「夢一夜」 2017.12.07 紀伊國屋サザンシアターTAKASHIMAYA
加藤健一事務所の100回目の公演は『夢一夜』というフランス系アメリカ人の劇作家、カトリーヌ・フィユーの作品である。現在は、「性的マイノリティ」については「LGBT」という言葉も一般的になり、理解が進み始めているが、そうした人々と、アメリカの「アーミッシュ」と呼ばれるキリスト教の純粋さを維持しながら生活する保守派の人々が主人公になった、面白い芝居を取り上げた。「アーミッシュ」とは耳慣れない言葉で、キリスト教徒がアメリカへ移民した当時の生活様式を基本とし、近代以前の伝統的な技術しか使わずに生活を送る人びとだ。電気を使わず、電話も家庭内には置かずに、集団の中で緊急時のために共用で置き、移動も自動車ではなく馬車を主としている。服装も生活も極めて質素で、現代の利便と欲望からは遠ざかった場所での生活を旨としている。
バッファローのあるモーテル。猛吹雪の中、「ミス・バッファロー・コンテスト」のためにトランスベスタイト(異性装)の男たちと、アーミッシュの家族が泊まり合わせ、バスルームを共有することになったことから、互いの話が始まる。その中で、トランスベスタイトのジャッキー(加藤健一)とアーミッシュのエイモス(新井康弘)が兄弟だったことが分かる…。
念のために言い添えるが、ここに登場するトランスベスタイトは、自分の性ではない性(男性であれば女装)を装うことを好むが、同性愛者ではない。しかし、厳しい戒律と自律の中で暮らす敬虔な信仰者から見れば、その姿は神の掟に背くものに写るだろう。一方、「アーミッシュ」も現代社会では「マイノリティ」に属してしまう。この芝居は、指向が違うマイノリティに属する兄弟同士の物語であり、それを周りの人々、ひいては現代社会がどう受け入れるかの問題を提示した作品なのだ。

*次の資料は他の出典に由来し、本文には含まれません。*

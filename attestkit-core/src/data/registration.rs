use ciborium::Value;
use serde::{Deserialize, Serialize};

use super::{AttestationObject, CoseAlgorithm, CollectedClientData};
use crate::verifier::VerifiedAttestation;

/// Relying-party values the ceremony is checked against.
#[derive(Debug, Clone, PartialEq, Eq, Serialize, Deserialize)]
pub struct ServerProperty {
    pub origins: Vec<String>,
    pub rp_id: String,
    /// Raw challenge bytes issued for this ceremony.
    pub challenge: Vec<u8>,
}

impl ServerProperty {
    pub fn new(
        origin: impl Into<String>,
        rp_id: impl Into<String>,
        challenge: impl Into<Vec<u8>>,
    ) -> Self {
        Self {
            origins: vec![origin.into()],
            rp_id: rp_id.into(),
            challenge: challenge.into(),
        }
    }

    pub fn with_origin(mut self, origin: impl Into<String>) -> Self {
        self.origins.push(origin.into());
        self
    }
}

/// The registration response as received from the browser.
#[derive(Debug, Clone, Default, PartialEq, Eq)]
pub struct RegistrationRequest {
    pub attestation_object: Vec<u8>,
    pub client_data_json: Vec<u8>,
    pub transports: Vec<String>,
    pub client_extensions_json: Option<String>,
}

impl RegistrationRequest {
    pub fn new(
        attestation_object: impl Into<Vec<u8>>,
        client_data_json: impl Into<Vec<u8>>,
    ) -> Self {
        Self {
            attestation_object: attestation_object.into(),
            client_data_json: client_data_json.into(),
            ..Default::default()
        }
    }
}

#[derive(Debug, Clone, PartialEq, Eq)]
pub struct RegistrationParameters {
    pub server_property: ServerProperty,
    /// Empty accepts any algorithm.
    pub pub_key_cred_params: Vec<CoseAlgorithm>,
    pub user_verification_required: bool,
    pub user_presence_required: bool,
}

impl RegistrationParameters {
    pub fn new(server_property: ServerProperty) -> Self {
        Self {
            server_property,
            pub_key_cred_params: Vec::new(),
            user_verification_required: false,
            user_presence_required: true,
        }
    }

    pub fn with_pub_key_cred_params(
        mut self,
        params: impl IntoIterator<Item = CoseAlgorithm>,
    ) -> Self {
        self.pub_key_cred_params = params.into_iter().collect();
        self
    }

    pub fn user_verification_required(mut self, required: bool) -> Self {
        self.user_verification_required = required;
        self
    }

    pub fn user_presence_required(mut self, required: bool) -> Self {
        self.user_presence_required = required;
        self
    }
}

/// A parsed, not yet verified, registration.
#[derive(Debug, Clone, PartialEq)]
pub struct RegistrationData {
    pub attestation_object: AttestationObject,
    pub attestation_object_bytes: Vec<u8>,
    pub collected_client_data: CollectedClientData,
    pub collected_client_data_bytes: Vec<u8>,
    pub transports: Vec<String>,
    pub client_extension_outputs: Option<serde_json::Value>,
}

/// Output of a successful verification.
#[derive(Debug, Clone)]
pub struct VerifiedRegistration {
    pub data: RegistrationData,
    pub attestation: VerifiedAttestation,
}

impl VerifiedRegistration {
    pub fn credential_id(&self) -> Option<&[u8]> {
        self.data
            .attestation_object
            .authenticator_data
            .attested_credential_data
            .as_ref()
            .map(|acd| acd.credential_id.as_slice())
    }

    pub fn authenticator_extensions(&self) -> Option<&Value> {
        self.data.attestation_object.authenticator_data.extensions.as_ref()
    }
}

加藤健一と新井康弘の共演は多く、今回も息の合った芝居を見せている。新井が兄の役に回ってはいるが、落ち着いた物腰と役者の個性で不自然さはない。低音の台詞に威厳めいたものが感じられて好演である。加藤健一は、女装が似合うはずもなく(失礼!)、だからこその面白さと、男性の姿に戻ってからのギャップ、兄との対話の中で自らが抉り出すように語る過去が、ずしりとした重みを持ち、笑いと重みの演じ分けが鮮やかだ。モーテルの管理人でとんでもない事態の連続に振り回されるジョアンを演じる加藤忍の「明るいおばさん」が面白い。加藤のジャッキーの仲間・バービーの横堀悦夫。女装の役は初めて、とのことだが、なかなかの熱演だ。
多様化し、細分化する社会の中で、何によらず「少数」で生きることは簡単ではない。その一方で、「多数」の中で生きることにも多くの苦労が付きまとう。我々は、その中で「自分」をどう保つべきなのか。作者の台詞にはそうした問い掛けがあちこちに含まれている。多数に属するからと言って安心できる材料は何もなく、少数だからと恥じる理由もない。その中で、自分が何を信じ、何に立脚して生きるのか。挑戦的な作品を取り上げた意気に感じる一方、自分がやりたい芝居をやるために設立した事務所で、毎回作品選びから初める手作りの公演を地道に100回重ねて来た加藤健一と、それを支えて来たスタッフの芝居に対する熱意にはただ頭が下がる。